Wie oft enttäuschen dich deine Erwartungen, die nichts weiter sind als Fantasiegebilde deines Geistes.
Wir zum Beispiel werden mit den Kindern, mittlerweile 17 und 18 Jahre alt, in die Toscana reisen. Da waren wir schon oft zusammen und ich weiß, dass meiner Tochter dort schnell langweilig wird, dass beide Kinder sich viel streiten werden, weil sie sich ein Zimmer teilen müssen, und dass es bei jedem Ausflug anfangs Genöle geben wird. Insofern ist meine Freude gedämpft. Ich sehe all das bereits vor mir. Doch es kann dieses Jahr auch anders laufen, oder nicht?

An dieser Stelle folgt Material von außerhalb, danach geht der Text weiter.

//! # Previously, on bkx...
//!
//! 🎬 The objects were trapped. Stranded in a bucket like travelers in a connecting
//! airport with no WiFi. Someone had to test the rescue mission without actually
//! calling a hosted project a thousand times a minute from CI.
//!
//! That someone was this module.
//!
//! `InMemoryStore` is an [`ObjectStore`] that lives entirely in RAM. Folders are derived
//! from object paths (plus explicitly declared empty ones), listing is sorted by name and
//! paginated like the real thing, and every call is written down so tests can ask
//! "did we upload that?" and get an honest answer. Faults are injectable per prefix/path.
//!
//! ⚠️ This is NOT for production. If you're deploying this to prod, please also deploy a therapist.

use std::collections::{BTreeMap, BTreeSet, HashSet};
use std::sync::{Arc, Mutex, MutexGuard};

use anyhow::Result;
use async_trait::async_trait;

use crate::backends::{EntryMetadata, ListEntry, ListRequest, ObjectStore};

type Key = (String, String);

fn key(bucket: &str, path: &str) -> Key {
    (bucket.to_string(), path.to_string())
}

#[derive(Debug, Default)]
struct State {
    objects: BTreeMap<Key, Vec<u8>>,
    /// 📁 folders declared on purpose, so empty ones still show up in listings
    folders: BTreeSet<Key>,
    failing_listings: HashSet<Key>,
    failing_downloads: HashSet<Key>,
    panicking_downloads: HashSet<Key>,
    failing_uploads: HashSet<Key>,
    list_calls: Vec<(String, ListRequest)>,
    download_calls: Vec<Key>,
    upload_calls: Vec<Key>,
}

/// 📦 A store that never forgets, and remembers every question you asked it.
///
/// Clone-able: clones share the same state through an `Arc`, so a test can hand one
/// copy to the coordinator and keep another to inspect afterwards.
#[derive(Debug, Default, Clone)]
pub struct InMemoryStore {
    state: Arc<Mutex<State>>,
}

impl InMemoryStore {
    pub fn new() -> Self {
        Self::default()
    }

    // -- 🔒 never held across an .await, so std's Mutex is fine. a poisoned lock still has good data.
    fn state(&self) -> MutexGuard<'_, State> {
        self.state.lock().unwrap_or_else(|poisoned| poisoned.into_inner())
    }

    /// 📥 Seeds an object. Parent folders appear in listings automatically.
    pub fn with_object(self, bucket: &str, path: &str, bytes: impl Into<Vec<u8>>) -> Self {
        self.state().objects.insert(key(bucket, path), bytes.into());
        self
    }

    /// 📁 Declares a folder that exists even with nothing in it.
    pub fn with_folder(self, bucket: &str, path: &str) -> Self {
        self.state().folders.insert(key(bucket, path));
        self
    }

    /// 💀 Every listing call for exactly this prefix fails.
    pub fn failing_listing(self, bucket: &str, prefix: &str) -> Self {
        self.state().failing_listings.insert(key(bucket, prefix));
        self
    }

    pub fn failing_download(self, bucket: &str, path: &str) -> Self {
        self.state().failing_downloads.insert(key(bucket, path));
        self
    }

    /// 💥 Downloading exactly this path panics, taking the calling task down with it.
    pub fn panicking_download(self, bucket: &str, path: &str) -> Self {
        self.state().panicking_downloads.insert(key(bucket, path));
        self
    }

    pub fn failing_upload(self, bucket: &str, path: &str) -> Self {
        self.state().failing_uploads.insert(key(bucket, path));
        self
    }

    pub fn object(&self, bucket: &str, path: &str) -> Option<Vec<u8>> {
        self.state().objects.get(&key(bucket, path)).cloned()
    }

    pub fn object_count(&self, bucket: &str) -> usize {
        self.state().objects.keys().filter(|(b, _)| b == bucket).count()
    }

    pub fn list_calls(&self) -> Vec<(String, ListRequest)> {
        self.state().list_calls.clone()
    }

    pub fn download_calls(&self) -> Vec<(String, String)> {
        self.state().download_calls.clone()
    }

    pub fn upload_calls(&self) -> Vec<(String, String)> {
        self.state().upload_calls.clone()
    }

    /// 🔢 How many times `path` was uploaded. The "upload call count == 0" assertion lives here.
    pub fn upload_count(&self, bucket: &str, path: &str) -> usize {
        let wanted = key(bucket, path);
        self.state().upload_calls.iter().filter(|k| **k == wanted).count()
    }

    /// 🗂️ Entries directly under `prefix`, folders and files interleaved by name.
    fn children(state: &State, bucket: &str, prefix: &str) -> Vec<ListEntry> {
        let base = if prefix.is_empty() {
            String::new()
        } else {
            format!("{}/", prefix)
        };

        let mut folders: BTreeSet<String> = BTreeSet::new();
        let mut files: BTreeMap<String, u64> = BTreeMap::new();

        for ((b, path), bytes) in &state.objects {
            let Some(rest) = path.strip_prefix(&base).filter(|_| b == bucket) else {
                continue;
            };
            match rest.split_once('/') {
                Some((folder, _)) => {
                    folders.insert(folder.to_string());
                }
                None => {
                    files.insert(rest.to_string(), bytes.len() as u64);
                }
            }
        }
        for (b, path) in &state.folders {
            let Some(rest) = path.strip_prefix(&base).filter(|_| b == bucket) else {
                continue;
            };
            let folder = rest.split('/').next().unwrap_or(rest);
            if !folder.is_empty() {
                folders.insert(folder.to_string());
            }
        }

        let mut entries: Vec<ListEntry> = folders
            .into_iter()
            .map(|name| ListEntry {
                name,
                id: None,
                metadata: None,
            })
            .chain(files.into_iter().map(|(name, size)| ListEntry {
                id: Some(format!("{}{}", base, name)),
                name,
                metadata: Some(EntryMetadata { size: Some(size) }),
            }))
            .collect();
        entries.sort_by(|a, b| a.name.cmp(&b.name));
        entries
    }
}

#[async_trait]
impl ObjectStore for InMemoryStore {
    async fn list_page(&self, bucket: &str, request: &ListRequest) -> Result<Vec<ListEntry>> {
        let mut state = self.state();
        state.list_calls.push((bucket.to_string(), request.clone()));

        if state.failing_listings.contains(&key(bucket, &request.prefix)) {
            anyhow::bail!("💀 injected listing failure for '{}/{}'", bucket, request.prefix);
        }

        Ok(Self::children(&state, bucket, &request.prefix)
            .into_iter()
            .skip(request.offset)
            .take(request.limit)
            .collect())
    }

    async fn download(&self, bucket: &str, path: &str) -> Result<Vec<u8>> {
        let mut state = self.state();
        let k = key(bucket, path);
        state.download_calls.push(k.clone());

        if state.panicking_downloads.contains(&k) {
            drop(state);
            panic!("💥 injected panic while downloading '{}/{}'", bucket, path);
        }
        if state.failing_downloads.contains(&k) {
            anyhow::bail!("💀 injected download failure for '{}/{}' (404)", bucket, path);
        }
        match state.objects.get(&k) {
            Some(bytes) => Ok(bytes.clone()),
            None => anyhow::bail!("💀 '{}/{}' does not exist (404)", bucket, path),
        }
    }

    async fn upload(&self, bucket: &str, path: &str, bytes: Vec<u8>) -> Result<()> {
        let mut state = self.state();
        let k = key(bucket, path);
        state.upload_calls.push(k.clone());

        if state.failing_uploads.contains(&k) {
            anyhow::bail!("💀 injected upload failure for '{}/{}' (500)", bucket, path);
        }
        state.objects.insert(k, bytes);
        Ok(())
    }
}

#[cfg(test)]
mod tests {
    use super::*;

    fn req(prefix: &str, limit: usize, offset: usize) -> ListRequest {
        ListRequest {
            prefix: prefix.to_string(),
            limit,
            offset,
        }
    }

    #[tokio::test]
    async fn the_one_where_folders_are_derived_and_empty_ones_declared() -> Result<()> {
        let store = InMemoryStore::new()
            .with_object("invoices", "a.pdf", vec![0u8; 1024])
            .with_object("invoices", "folder/b.pdf", vec![0u8; 2048])
            .with_folder("invoices", "empty");

        let root = store.list_page("invoices", &req("", 100, 0)).await?;
        let names: Vec<&str> = root.iter().map(|e| e.name.as_str()).collect();
        assert_eq!(names, vec!["a.pdf", "empty", "folder"]);
        assert!(!root[0].is_folder());
        assert!(root[1].is_folder());
        assert!(root[2].is_folder());

        let nested = store.list_page("invoices", &req("folder", 100, 0)).await?;
        assert_eq!(nested.len(), 1);
        assert_eq!(nested[0].size_bytes(), 2048);

        assert!(store.list_page("invoices", &req("empty", 100, 0)).await?.is_empty());
        Ok(())
    }

    #[tokio::test]
    async fn the_one_where_pages_are_sliced_by_offset_and_limit() -> Result<()> {
        let mut store = InMemoryStore::new();
        for i in 0..5 {
            store = store.with_object("b", &format!("f{i}.txt"), b"x".to_vec());
        }

        let first = store.list_page("b", &req("", 2, 0)).await?;
        let third = store.list_page("b", &req("", 2, 4)).await?;
        assert_eq!(first.len(), 2);
        assert_eq!(third.len(), 1);
        assert_eq!(third[0].name, "f4.txt");
        assert_eq!(store.list_calls().len(), 2);
        Ok(())
    }

    #[tokio::test]
    async fn the_one_where_injected_faults_fire_and_get_logged() {
        let store = InMemoryStore::new()
            .with_object("b", "ok.txt", b"ok".to_vec())
            .failing_download("b", "ok.txt")
            .failing_upload("b", "new.txt")
            .failing_listing("b", "");

        assert!(store.list_page("b", &req("", 10, 0)).await.is_err());
        assert!(store.download("b", "ok.txt").await.is_err());
        assert!(store.upload("b", "new.txt", b"n".to_vec()).await.is_err());
        assert!(store.object("b", "new.txt").is_none());
        assert_eq!(store.upload_count("b", "new.txt"), 1);
        assert_eq!(store.download_calls().len(), 1);
    }
}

Unsere Erfahrungen, Glaubenssätze und Konditionierungen bedingen unsere Erwartungen. Um zu sehen, was wirklich ist, müssen wir uns dessen bewusstwerden.

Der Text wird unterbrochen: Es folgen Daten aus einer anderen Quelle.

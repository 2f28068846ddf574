//! 📁 The staging area, where objects nap between download and upload.
//!
//! One root directory, one subdirectory per bucket, mirroring each bucket's own
//! relative paths. Acquired before any bucket runs. Released (best effort) when the
//! run is over, or on drop if the run bailed out early. A failed cleanup is a warning,
//! never an error: the objects are already where they need to be. 🦆

use std::path::{Component, Path, PathBuf};

use anyhow::{Context, Result};
use tracing::{debug, info, warn};

/// 📁 Exclusive owner of the staging tree for the lifetime of one run.
#[derive(Debug)]
pub struct StagingArea {
    root: PathBuf,
    released: bool,
}

impl StagingArea {
    /// 🏗️ Creates the root (and any missing parents).
    ///
    /// 🔒 An existing root must be empty. Release wipes the whole tree, so a root that
    /// already holds files we didn't write is refused.
    pub async fn acquire(root: impl Into<PathBuf>) -> Result<Self> {
        let root = root.into();
        if let Ok(mut existing) = tokio::fs::read_dir(&root).await {
            let occupied = existing
                .next_entry()
                .await
                .with_context(|| format!("💀 Could not inspect staging directory '{}'", root.display()))?
                .is_some();
            if occupied {
                anyhow::bail!(
                    "💀 Staging directory '{}' already exists and is not empty. It gets deleted \
                     after the run, so point `staging.root` at a fresh path or empty it first.",
                    root.display()
                );
            }
        }
        tokio::fs::create_dir_all(&root)
            .await
            .with_context(|| format!("💀 Could not create staging directory '{}'", root.display()))?;
        debug!("📁 staging area ready at '{}'", root.display());
        Ok(Self {
            root,
            released: false,
        })
    }

    pub fn root(&self) -> &Path {
        &self.root
    }

    /// 📁 `root/bucket`, created if missing. Bucket names that aren't a single path segment are refused.
    pub async fn ensure_bucket_dir(&self, bucket: &str) -> Result<PathBuf> {
        let dir = self.root.join(safe_segment(bucket)?);
        tokio::fs::create_dir_all(&dir)
            .await
            .with_context(|| format!("💀 Could not create staging directory '{}'", dir.display()))?;
        Ok(dir)
    }

    /// 🧹 Best-effort recursive removal. Logs, never fails.
    pub async fn release(mut self) {
        self.released = true;
        match tokio::fs::remove_dir_all(&self.root).await {
            Ok(()) => info!("🧹 staging area '{}' cleaned up", self.root.display()),
            Err(err) if err.kind() == std::io::ErrorKind::NotFound => {
                debug!("🧹 staging area '{}' was already gone", self.root.display())
            }
            Err(err) => warn!(
                "⚠️ could not remove staging area '{}': {}. Please delete it manually.",
                self.root.display(),
                err
            ),
        }
    }

    /// 🔍 Leaves the tree on disk for an operator to inspect.
    pub fn retain(mut self) -> PathBuf {
        self.released = true;
        warn!(
            "🔍 staging area retained at '{}' for inspection; delete it when you're done",
            self.root.display()
        );
        std::mem::take(&mut self.root)
    }
}

impl Drop for StagingArea {
    fn drop(&mut self) {
        if self.released {
            return;
        }
        // -- 💀 the run unwound before release(): still clean up, synchronously, still best effort
        if let Err(err) = std::fs::remove_dir_all(&self.root) {
            if err.kind() != std::io::ErrorKind::NotFound {
                warn!(
                    "⚠️ could not remove staging area '{}' on drop: {}",
                    self.root.display(),
                    err
                );
            }
        }
    }
}

/// 🗺️ Where `bucket/relative_path` gets staged: `root/bucket/relative_path`.
///
/// 🔒 Absolute paths and `..` are refused: a listing must not be able to write outside the root.
pub(crate) fn staged_path(root: &Path, bucket: &str, relative_path: &str) -> Result<PathBuf> {
    let mut path = root.join(safe_segment(bucket)?);
    let mut pushed_any = false;
    for component in Path::new(relative_path).components() {
        match component {
            Component::Normal(segment) => {
                path.push(segment);
                pushed_any = true;
            }
            Component::CurDir => {}
            Component::ParentDir | Component::RootDir | Component::Prefix(_) => anyhow::bail!(
                "💀 refusing to stage '{}/{}': path escapes the staging area",
                bucket,
                relative_path
            ),
        }
    }
    if !pushed_any {
        anyhow::bail!("💀 refusing to stage '{}/{}': empty object path", bucket, relative_path);
    }
    Ok(path)
}

fn safe_segment(bucket: &str) -> Result<&str> {
    let mut components = Path::new(bucket).components();
    match (components.next(), components.next()) {
        (Some(Component::Normal(_)), None) => Ok(bucket),
        _ => anyhow::bail!("💀 '{}' is not usable as a staging directory name", bucket),
    }
}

Abgrenzung vor Anhaftungen schützt vor Enttäuschungen
Neulich hatte sich unter Kollegen ein sehr interessantes Gespräch über Enttäuschungen entfacht. Wir diskutierten, inwieweit Enttäuschung auch immer etwas mit Anhaftung zu tun hätte. Wenn ich an etwas anhafte, also festhalte, kann ich nicht loslassen. Wenn ich enttäuscht bin, dann hatte ich eine falsche Erwartung an eine Situation beziehungsweise an eine Person. Ich habe nicht klar gesehen und in meinen Gedanken eine Erwartung aufgestellt, die im Endeffekt nicht erfüllt wurde, so dass ich später realisieren muss: Ich habe mich getäuscht – ich bin enttäuscht, weil ich an einem Gedanken anhaftete, der mich nicht klar sehen ließ. Es geht also darum, solche Gedanken zu erkennen. Es geht um Abgrenzung von Gedanken, die zu Enttäuschungen führen werden.
Halten wir an einem Gedanken fest (Anhaftung) – bewusst oder unbewusst – berauben wir uns der Freiheit des unbelasteten und wahren Erlebens.

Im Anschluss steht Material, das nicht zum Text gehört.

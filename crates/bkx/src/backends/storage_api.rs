//! # 📡 THE STORAGE API BACKEND
//!
//! 🎬 COLD OPEN: INT. SOMEBODY ELSE'S DATA CENTER, 3:47 AM
//!
//! Two hosted projects. One has the invoices. The other one is supposed to.
//! Between them: three HTTP endpoints, a service key each, and a lot of hope.
//!
//! - `GET  {url}/storage/v1/object/list/{bucket}`  one page of a folder
//! - `GET  {url}/storage/v1/object/{bucket}/{path}` the bytes
//! - `POST {url}/storage/v1/object/{bucket}/{path}` the bytes, but going the other way
//!
//! Every call wears two hats with the same credential on them: `apikey` and
//! `Authorization: Bearer`. The gateway checks one, the storage service checks the other.
//! We send both and stop asking questions. 🦆

use std::time::Duration;

use anyhow::{Context, Result, anyhow};
use async_trait::async_trait;
use reqwest::{RequestBuilder, StatusCode, Url, multipart};
use tracing::{debug, trace};

use crate::app_config::RuntimeConfig;
use crate::backends::{ListEntry, ListRequest, ObjectStore};

/// 📡 One hosted project's storage API, reached over HTTP.
///
/// Holds a `reqwest::Client` reused across every call, because spinning up a new client
/// per request is the networking equivalent of buying a new car every time you need groceries.
pub struct StorageApi {
    client: reqwest::Client,
    base_url: Url,
    service_key: String,
}

// 🎭 manual Debug: the service key stays out of every log line, forever
impl std::fmt::Debug for StorageApi {
    fn fmt(&self, f: &mut std::fmt::Formatter<'_>) -> std::fmt::Result {
        f.debug_struct("StorageApi")
            .field("base_url", &self.base_url.as_str())
            .finish()
    }
}

impl StorageApi {
    /// 🚀 Wires up a client for one project. No network calls happen here.
    pub fn new(url: &str, service_key: impl Into<String>, runtime: &RuntimeConfig) -> Result<Self> {
        let base_url = Url::parse(url)
            .with_context(|| format!("💀 '{}' is not a URL we can build requests on. Scheme included? https:// and all?", url))?;
        if base_url.cannot_be_a_base() {
            anyhow::bail!("💀 '{}' cannot be used as a base URL", url);
        }

        let client = reqwest::Client::builder()
            .connect_timeout(Duration::from_secs(runtime.connect_timeout_secs))
            .timeout(Duration::from_secs(runtime.request_timeout_secs))
            .build()
            .context("💀 The HTTP client refused to be born. The TLS stack wept. Probably a cursed system cert store.")?;

        Ok(Self {
            client,
            base_url,
            service_key: service_key.into(),
        })
    }

    /// 🗺️ `{base}/storage/v1/object/{fixed...}/{path segments...}`, every segment percent-encoded on its own.
    fn endpoint(&self, fixed: &[&str], path: &str) -> Result<Url> {
        let mut url = self.base_url.clone();
        {
            let mut segments = url
                .path_segments_mut()
                .map_err(|_| anyhow!("💀 base URL '{}' has no path to extend", self.base_url))?;
            segments.pop_if_empty();
            segments.extend(["storage", "v1", "object"]);
            segments.extend(fixed);
            segments.extend(path.split('/').filter(|s| !s.is_empty()));
        }
        Ok(url)
    }

    /// 🔒 Both credential headers, same key. The gateway and the storage service each want their own.
    fn authed(&self, request: RequestBuilder) -> RequestBuilder {
        request
            .header("apikey", &self.service_key)
            .bearer_auth(&self.service_key)
    }
}

#[async_trait]
impl ObjectStore for StorageApi {
    async fn list_page(&self, bucket: &str, request: &ListRequest) -> Result<Vec<ListEntry>> {
        let mut url = self.endpoint(&["list", bucket], "")?;
        {
            let mut query = url.query_pairs_mut();
            query.append_pair("limit", &request.limit.to_string());
            // -- 🗺️ root listing goes out without a prefix at all, not `prefix=`
            if !request.prefix.is_empty() {
                query.append_pair("prefix", &request.prefix);
            }
            if request.offset > 0 {
                query.append_pair("offset", &request.offset.to_string());
            }
        }

        trace!("📋 GET {}", url);
        let response = self
            .authed(self.client.get(url))
            .send()
            .await
            .with_context(|| format!("💀 Listing '{}/{}' never made it to the server", bucket, request.prefix))?;

        let status = response.status();
        if status != StatusCode::OK {
            let body = response.text().await.unwrap_or_default();
            anyhow::bail!(
                "💀 Listing '{}/{}' came back {}: {}",
                bucket,
                request.prefix,
                status,
                body
            );
        }

        let body = response
            .bytes()
            .await
            .with_context(|| format!("💀 Listing '{}/{}' hung up mid-sentence", bucket, request.prefix))?;
        let entries: Vec<ListEntry> = serde_json::from_slice(&body)
            .with_context(|| format!("💀 Listing '{}/{}' returned something that isn't a list of entries", bucket, request.prefix))?;

        debug!(
            "📋 '{}/{}' page at offset {} → {} entries",
            bucket,
            request.prefix,
            request.offset,
            entries.len()
        );
        Ok(entries)
    }

    async fn download(&self, bucket: &str, path: &str) -> Result<Vec<u8>> {
        let url = self.endpoint(&[bucket], path)?;
        trace!("⬇️ GET {}", url);

        let response = self
            .authed(self.client.get(url))
            .send()
            .await
            .with_context(|| format!("💀 Download of '{}/{}' never made it to the server", bucket, path))?;

        let status = response.status();
        if status != StatusCode::OK {
            anyhow::bail!("💀 Download of '{}/{}' came back {}", bucket, path, status);
        }

        let body = response
            .bytes()
            .await
            .with_context(|| format!("💀 Download of '{}/{}' dropped mid-stream", bucket, path))?;
        Ok(body.to_vec())
    }

    async fn upload(&self, bucket: &str, path: &str, bytes: Vec<u8>) -> Result<()> {
        let url = self.endpoint(&[bucket], path)?;
        let file_name = path.rsplit('/').next().unwrap_or(path).to_string();
        trace!("⬆️ POST {} ({} bytes)", url, bytes.len());

        let form = multipart::Form::new().part("file", multipart::Part::bytes(bytes).file_name(file_name));

        let response = self
            .authed(self.client.post(url))
            // -- 🔄 rerun = overwrite, not a 400 "Duplicate"
            .header("x-upsert", "true")
            .multipart(form)
            .send()
            .await
            .with_context(|| format!("💀 Upload of '{}/{}' never made it to the server", bucket, path))?;

        let status = response.status();
        if status != StatusCode::OK && status != StatusCode::CREATED {
            let body = response.text().await.unwrap_or_default();
            anyhow::bail!(
                "💀 Upload of '{}/{}' came back {}: {}",
                bucket,
                path,
                status,
                body
            );
        }

        trace!("🚀 '{}/{}' landed with {}", bucket, path, status);
        Ok(())
    }
}

#[cfg(test)]
mod tests {
    use super::*;
    use wiremock::matchers::{body_string_contains, header, method, path, query_param, query_param_is_missing};
    use wiremock::{Mock, MockServer, ResponseTemplate};

    fn api(server: &MockServer) -> StorageApi {
        StorageApi::new(&server.uri(), "svc-key", &RuntimeConfig::default())
            .expect("💀 client should build")
    }

    #[test]
    fn the_one_where_paths_get_their_segments_encoded() {
        let api = StorageApi::new("https://proj.example.co/", "k", &RuntimeConfig::default())
            .expect("💀 client should build");

        let url = api.endpoint(&["invoices"], "2024/march report.pdf").expect("💀 url");
        assert_eq!(
            url.as_str(),
            "https://proj.example.co/storage/v1/object/invoices/2024/march%20report.pdf"
        );

        let list = api.endpoint(&["list", "invoices"], "").expect("💀 url");
        assert_eq!(list.as_str(), "https://proj.example.co/storage/v1/object/list/invoices");
    }

    #[test]
    fn the_one_where_a_bare_hostname_is_rejected() {
        assert!(StorageApi::new("proj.example.co", "k", &RuntimeConfig::default()).is_err());
    }

    #[tokio::test]
    async fn the_one_where_listing_sends_both_credentials_and_no_prefix_at_root() {
        let server = MockServer::start().await;
        Mock::given(method("GET"))
            .and(path("/storage/v1/object/list/invoices"))
            .and(query_param("limit", "1000"))
            .and(query_param_is_missing("prefix"))
            .and(query_param_is_missing("offset"))
            .and(header("apikey", "svc-key"))
            .and(header("authorization", "Bearer svc-key"))
            .respond_with(ResponseTemplate::new(200).set_body_json(serde_json::json!([
                {"name": "a.pdf", "id": "1", "metadata": {"size": 1024}},
                {"name": "folder", "id": null, "metadata": null}
            ])))
            .expect(1)
            .mount(&server)
            .await;

        let entries = api(&server)
            .list_page("invoices", &ListRequest { prefix: String::new(), limit: 1000, offset: 0 })
            .await
            .expect("💀 listing should succeed");

        assert_eq!(entries.len(), 2);
        assert_eq!(entries[0].size_bytes(), 1024);
        assert!(entries[1].is_folder());
    }

    #[tokio::test]
    async fn the_one_where_nested_listing_carries_prefix_and_offset() {
        let server = MockServer::start().await;
        Mock::given(method("GET"))
            .and(path("/storage/v1/object/list/invoices"))
            .and(query_param("prefix", "folder/sub"))
            .and(query_param("offset", "1000"))
            .respond_with(ResponseTemplate::new(200).set_body_json(serde_json::json!([])))
            .expect(1)
            .mount(&server)
            .await;

        let entries = api(&server)
            .list_page("invoices", &ListRequest { prefix: "folder/sub".into(), limit: 1000, offset: 1000 })
            .await
            .expect("💀 listing should succeed");
        assert!(entries.is_empty());
    }

    #[tokio::test]
    async fn the_one_where_a_listing_403_is_an_error() {
        let server = MockServer::start().await;
        Mock::given(method("GET"))
            .respond_with(ResponseTemplate::new(403).set_body_string("nope"))
            .mount(&server)
            .await;

        let err = api(&server)
            .list_page("invoices", &ListRequest { prefix: String::new(), limit: 10, offset: 0 })
            .await
            .err()
            .expect("💀 403 must not look like an empty folder");
        assert!(err.to_string().contains("403"));
    }

    #[tokio::test]
    async fn the_one_where_download_only_trusts_a_200() {
        let server = MockServer::start().await;
        Mock::given(method("GET"))
            .and(path("/storage/v1/object/invoices/folder/b.pdf"))
            .and(header("apikey", "svc-key"))
            .respond_with(ResponseTemplate::new(200).set_body_bytes(b"%PDF-1.7".to_vec()))
            .mount(&server)
            .await;
        Mock::given(method("GET"))
            .and(path("/storage/v1/object/invoices/missing.pdf"))
            .respond_with(ResponseTemplate::new(404))
            .mount(&server)
            .await;

        let api = api(&server);
        let bytes = api.download("invoices", "folder/b.pdf").await.expect("💀 should download");
        assert_eq!(bytes, b"%PDF-1.7");
        assert!(api.download("invoices", "missing.pdf").await.is_err());
    }

    #[tokio::test]
    async fn the_one_where_upload_is_multipart_upsert_and_201_is_fine() {
        let server = MockServer::start().await;
        Mock::given(method("POST"))
            .and(path("/storage/v1/object/invoices/folder/b.pdf"))
            .and(header("authorization", "Bearer svc-key"))
            .and(header("x-upsert", "true"))
            .and(body_string_contains("name=\"file\""))
            .and(body_string_contains("filename=\"b.pdf\""))
            .and(body_string_contains("hello bytes"))
            .respond_with(ResponseTemplate::new(201))
            .expect(1)
            .mount(&server)
            .await;

        api(&server)
            .upload("invoices", "folder/b.pdf", b"hello bytes".to_vec())
            .await
            .expect("💀 201 is a success where we come from");
    }

    #[tokio::test]
    async fn the_one_where_an_upload_500_is_an_error() {
        let server = MockServer::start().await;
        Mock::given(method("POST"))
            .respond_with(ResponseTemplate::new(500).set_body_string("storage is sad"))
            .mount(&server)
            .await;

        let err = api(&server)
            .upload("invoices", "a.pdf", b"x".to_vec())
            .await
            .err()
            .expect("💀 500 must surface");
        assert!(err.to_string().contains("storage is sad"));
    }
}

Checke einmal selbst, inwieweit du in Bezug auf Menschen immer wieder irgendwelche Erwartungen hegst? Ich habe beispielsweise immer die Erwartung, dass mein Mann mich in Situationen, in denen es mir schlecht geht, emotional auffängt. Doch er ist der lösungsorientierte Typ. Statt mich zu trösten, sucht er sofort nach Wegen, damit es mir besser geht. Dann bin ich enttäuscht. Ich will doch nur Mitgefühl. Grenze ich mich von meiner Erwartung an ihn ab, kann ich freier und unverfälschter das annehmen, was mein Mann mir in diesen Situationen bietet: Hilfe. Vor allem kann ich dann auch erkennen, dass dieses seine Art ist, mir liebevoll beizustehen.
Je höher deine Ansprüche an dich selbst sind, desto höher sind diese auch den anderen Menschen gegenüber. Abgrenzung von deinen eigenen hohen Ansprüchen dagegen entspannt nicht nur dein Leben, sondern ebenso das Miteinander.
Dein innerer Beobachter erkennt, wo Abgrenzung nottut und wo nicht.
Um dich erfolgreich vor falschen Erwartungen abgrenzen zu können, musst du also wieder einmal achtsam auf deine Gedanken schauen. In der Hektik des Alltags geht das oft verloren. Dagegen klappt das beispielsweise sehr gut in den Momenten, wo du dir eine kleine Auszeit nimmst, beispielsweise innehältst, dich für ein, zwei Minuten über den Atem mit deinem Körper verbindest und achtsam spürst, wie du dich gerade fühlst und welche Gedanken dich begleiten. Körperlich verbindest du dich so mit dem jeweiligen Moment. Dadurch ruhst du auch geistig im Jetzt und erkennst, dass das tatsächlich alles ist, was zählt. In diesen Pausen der achtsamen Wahrnehmung spürst du, wie wenig du die Zukunft beeinflussen kannst, jedoch das Hier und Jetzt in deiner Hand liegt. Je öfter du dir diese Mini-Auszeiten gönnst, desto erfolgreicher wirst du dich vor „falschen“ Erwartungen abgrenzen können.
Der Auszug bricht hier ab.